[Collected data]
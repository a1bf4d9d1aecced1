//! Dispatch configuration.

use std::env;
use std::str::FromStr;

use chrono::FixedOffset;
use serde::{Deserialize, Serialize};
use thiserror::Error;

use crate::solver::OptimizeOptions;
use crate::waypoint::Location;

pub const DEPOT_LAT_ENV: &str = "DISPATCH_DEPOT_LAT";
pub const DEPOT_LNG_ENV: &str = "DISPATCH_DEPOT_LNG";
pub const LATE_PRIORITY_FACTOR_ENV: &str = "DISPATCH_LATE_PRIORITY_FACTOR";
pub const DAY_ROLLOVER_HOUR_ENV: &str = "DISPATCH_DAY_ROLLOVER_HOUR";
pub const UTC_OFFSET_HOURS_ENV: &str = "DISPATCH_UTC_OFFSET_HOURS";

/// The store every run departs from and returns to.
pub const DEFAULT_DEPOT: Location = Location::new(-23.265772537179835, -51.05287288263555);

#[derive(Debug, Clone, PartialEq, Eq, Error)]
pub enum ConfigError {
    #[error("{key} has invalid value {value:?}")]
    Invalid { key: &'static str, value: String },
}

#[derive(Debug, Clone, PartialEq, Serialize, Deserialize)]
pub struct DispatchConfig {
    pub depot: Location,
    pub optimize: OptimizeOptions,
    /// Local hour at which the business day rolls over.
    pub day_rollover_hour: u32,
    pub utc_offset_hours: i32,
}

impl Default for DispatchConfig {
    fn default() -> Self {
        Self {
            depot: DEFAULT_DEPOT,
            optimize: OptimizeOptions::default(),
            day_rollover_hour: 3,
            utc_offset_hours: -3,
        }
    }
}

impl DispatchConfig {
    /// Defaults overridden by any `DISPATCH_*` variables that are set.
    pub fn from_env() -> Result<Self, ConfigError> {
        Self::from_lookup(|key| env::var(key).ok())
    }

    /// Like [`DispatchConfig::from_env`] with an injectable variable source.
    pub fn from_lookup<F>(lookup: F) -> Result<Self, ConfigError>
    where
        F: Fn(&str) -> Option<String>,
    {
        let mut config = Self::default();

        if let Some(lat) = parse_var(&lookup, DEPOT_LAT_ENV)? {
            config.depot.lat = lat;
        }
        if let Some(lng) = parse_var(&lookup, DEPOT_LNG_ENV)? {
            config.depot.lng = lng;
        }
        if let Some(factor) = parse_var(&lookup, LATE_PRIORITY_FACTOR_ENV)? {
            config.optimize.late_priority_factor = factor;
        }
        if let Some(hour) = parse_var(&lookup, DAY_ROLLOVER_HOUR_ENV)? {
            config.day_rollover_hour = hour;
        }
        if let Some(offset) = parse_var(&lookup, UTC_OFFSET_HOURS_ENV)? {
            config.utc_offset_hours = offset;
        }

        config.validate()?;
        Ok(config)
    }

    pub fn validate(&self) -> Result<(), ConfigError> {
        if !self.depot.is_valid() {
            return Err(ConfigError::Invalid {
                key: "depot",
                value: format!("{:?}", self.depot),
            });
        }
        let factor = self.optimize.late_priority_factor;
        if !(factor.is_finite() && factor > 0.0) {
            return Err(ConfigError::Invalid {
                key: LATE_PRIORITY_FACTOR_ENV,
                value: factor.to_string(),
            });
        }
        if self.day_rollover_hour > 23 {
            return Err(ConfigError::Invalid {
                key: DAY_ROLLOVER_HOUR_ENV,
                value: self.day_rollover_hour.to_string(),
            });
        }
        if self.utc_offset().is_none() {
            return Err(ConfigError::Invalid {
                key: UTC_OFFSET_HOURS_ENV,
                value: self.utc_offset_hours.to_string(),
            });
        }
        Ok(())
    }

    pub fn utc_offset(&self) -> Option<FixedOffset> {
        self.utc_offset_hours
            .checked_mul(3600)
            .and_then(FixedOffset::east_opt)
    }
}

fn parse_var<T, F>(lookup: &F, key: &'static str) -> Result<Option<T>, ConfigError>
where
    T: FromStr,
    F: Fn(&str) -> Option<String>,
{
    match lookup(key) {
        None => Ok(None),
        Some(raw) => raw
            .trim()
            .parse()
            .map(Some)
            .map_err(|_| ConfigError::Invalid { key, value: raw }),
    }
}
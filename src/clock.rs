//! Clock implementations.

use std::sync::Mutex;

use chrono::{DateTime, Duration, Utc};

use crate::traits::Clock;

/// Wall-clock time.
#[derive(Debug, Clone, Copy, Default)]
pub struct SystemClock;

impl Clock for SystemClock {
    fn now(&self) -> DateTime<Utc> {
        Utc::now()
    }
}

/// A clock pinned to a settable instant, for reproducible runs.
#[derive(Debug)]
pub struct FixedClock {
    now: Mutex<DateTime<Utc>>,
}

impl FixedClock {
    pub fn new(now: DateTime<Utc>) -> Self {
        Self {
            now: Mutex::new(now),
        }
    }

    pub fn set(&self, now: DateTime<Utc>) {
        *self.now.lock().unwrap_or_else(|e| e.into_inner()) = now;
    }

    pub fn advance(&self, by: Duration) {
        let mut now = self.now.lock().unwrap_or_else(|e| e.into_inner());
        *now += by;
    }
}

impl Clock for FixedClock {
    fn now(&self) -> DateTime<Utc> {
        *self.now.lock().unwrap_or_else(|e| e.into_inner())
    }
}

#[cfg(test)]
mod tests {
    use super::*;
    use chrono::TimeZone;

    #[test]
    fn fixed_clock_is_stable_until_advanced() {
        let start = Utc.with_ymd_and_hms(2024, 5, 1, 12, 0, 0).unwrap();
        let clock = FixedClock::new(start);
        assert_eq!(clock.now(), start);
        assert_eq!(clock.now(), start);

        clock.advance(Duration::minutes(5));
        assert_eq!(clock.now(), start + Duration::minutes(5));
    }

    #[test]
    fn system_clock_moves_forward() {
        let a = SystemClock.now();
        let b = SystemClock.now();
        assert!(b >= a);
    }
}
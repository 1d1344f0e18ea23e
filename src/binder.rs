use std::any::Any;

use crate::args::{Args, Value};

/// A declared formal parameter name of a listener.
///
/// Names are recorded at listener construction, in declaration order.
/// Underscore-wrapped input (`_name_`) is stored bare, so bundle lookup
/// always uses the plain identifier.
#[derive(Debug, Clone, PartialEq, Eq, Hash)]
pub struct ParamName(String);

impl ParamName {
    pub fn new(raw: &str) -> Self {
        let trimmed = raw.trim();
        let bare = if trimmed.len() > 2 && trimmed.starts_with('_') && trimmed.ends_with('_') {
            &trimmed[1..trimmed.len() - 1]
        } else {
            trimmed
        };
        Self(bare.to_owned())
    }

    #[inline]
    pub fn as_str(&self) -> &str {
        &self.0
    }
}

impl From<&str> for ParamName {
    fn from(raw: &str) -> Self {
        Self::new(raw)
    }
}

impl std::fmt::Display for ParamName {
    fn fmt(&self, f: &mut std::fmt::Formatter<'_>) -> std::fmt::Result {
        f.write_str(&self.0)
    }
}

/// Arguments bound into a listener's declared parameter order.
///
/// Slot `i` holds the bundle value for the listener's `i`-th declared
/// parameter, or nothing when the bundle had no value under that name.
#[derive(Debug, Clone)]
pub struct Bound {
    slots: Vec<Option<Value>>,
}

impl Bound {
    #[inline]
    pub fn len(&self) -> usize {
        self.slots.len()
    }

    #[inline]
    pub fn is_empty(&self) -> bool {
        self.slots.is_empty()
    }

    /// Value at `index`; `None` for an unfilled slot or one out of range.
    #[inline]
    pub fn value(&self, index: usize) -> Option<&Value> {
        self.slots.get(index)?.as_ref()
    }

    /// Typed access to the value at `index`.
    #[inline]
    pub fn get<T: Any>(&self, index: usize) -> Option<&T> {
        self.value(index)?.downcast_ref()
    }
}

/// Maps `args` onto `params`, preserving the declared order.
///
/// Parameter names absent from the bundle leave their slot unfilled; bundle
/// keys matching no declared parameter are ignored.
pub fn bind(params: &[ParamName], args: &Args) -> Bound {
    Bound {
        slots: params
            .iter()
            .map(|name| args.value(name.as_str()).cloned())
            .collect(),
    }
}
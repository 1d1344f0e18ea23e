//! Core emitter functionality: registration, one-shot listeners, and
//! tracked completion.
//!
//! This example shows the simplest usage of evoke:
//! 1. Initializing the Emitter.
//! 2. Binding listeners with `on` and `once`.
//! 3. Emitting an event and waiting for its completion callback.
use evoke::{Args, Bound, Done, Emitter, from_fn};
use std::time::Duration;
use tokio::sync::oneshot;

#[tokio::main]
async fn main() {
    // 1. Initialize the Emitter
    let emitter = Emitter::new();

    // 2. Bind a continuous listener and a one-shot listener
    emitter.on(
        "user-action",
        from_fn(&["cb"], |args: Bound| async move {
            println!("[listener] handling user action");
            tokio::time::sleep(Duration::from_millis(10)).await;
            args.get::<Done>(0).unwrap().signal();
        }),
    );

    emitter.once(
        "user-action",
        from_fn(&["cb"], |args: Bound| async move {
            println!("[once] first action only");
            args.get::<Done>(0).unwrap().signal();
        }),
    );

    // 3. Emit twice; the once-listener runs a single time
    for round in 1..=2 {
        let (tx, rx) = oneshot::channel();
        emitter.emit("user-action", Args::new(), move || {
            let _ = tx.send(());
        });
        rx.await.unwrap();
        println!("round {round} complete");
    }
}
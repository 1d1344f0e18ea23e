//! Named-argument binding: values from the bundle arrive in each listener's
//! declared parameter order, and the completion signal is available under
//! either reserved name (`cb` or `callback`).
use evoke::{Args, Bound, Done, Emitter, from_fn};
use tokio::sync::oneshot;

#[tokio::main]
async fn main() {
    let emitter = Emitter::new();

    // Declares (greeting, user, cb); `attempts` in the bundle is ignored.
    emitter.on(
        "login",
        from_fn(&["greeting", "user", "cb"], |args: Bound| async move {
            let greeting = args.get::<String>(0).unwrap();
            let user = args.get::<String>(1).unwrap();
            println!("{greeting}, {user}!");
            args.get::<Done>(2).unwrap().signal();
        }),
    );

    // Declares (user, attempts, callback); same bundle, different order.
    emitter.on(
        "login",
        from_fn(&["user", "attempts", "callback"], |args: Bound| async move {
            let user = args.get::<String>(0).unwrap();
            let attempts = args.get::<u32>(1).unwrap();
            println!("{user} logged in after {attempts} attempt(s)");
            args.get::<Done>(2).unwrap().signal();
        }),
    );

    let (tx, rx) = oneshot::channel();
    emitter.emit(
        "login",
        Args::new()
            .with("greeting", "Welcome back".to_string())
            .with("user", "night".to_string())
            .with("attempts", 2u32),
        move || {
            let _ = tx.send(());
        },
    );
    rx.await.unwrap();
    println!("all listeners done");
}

▶ _Work required_: Work out how many lines above contain the word "runs". Give only the number.

▶ _Result_: 2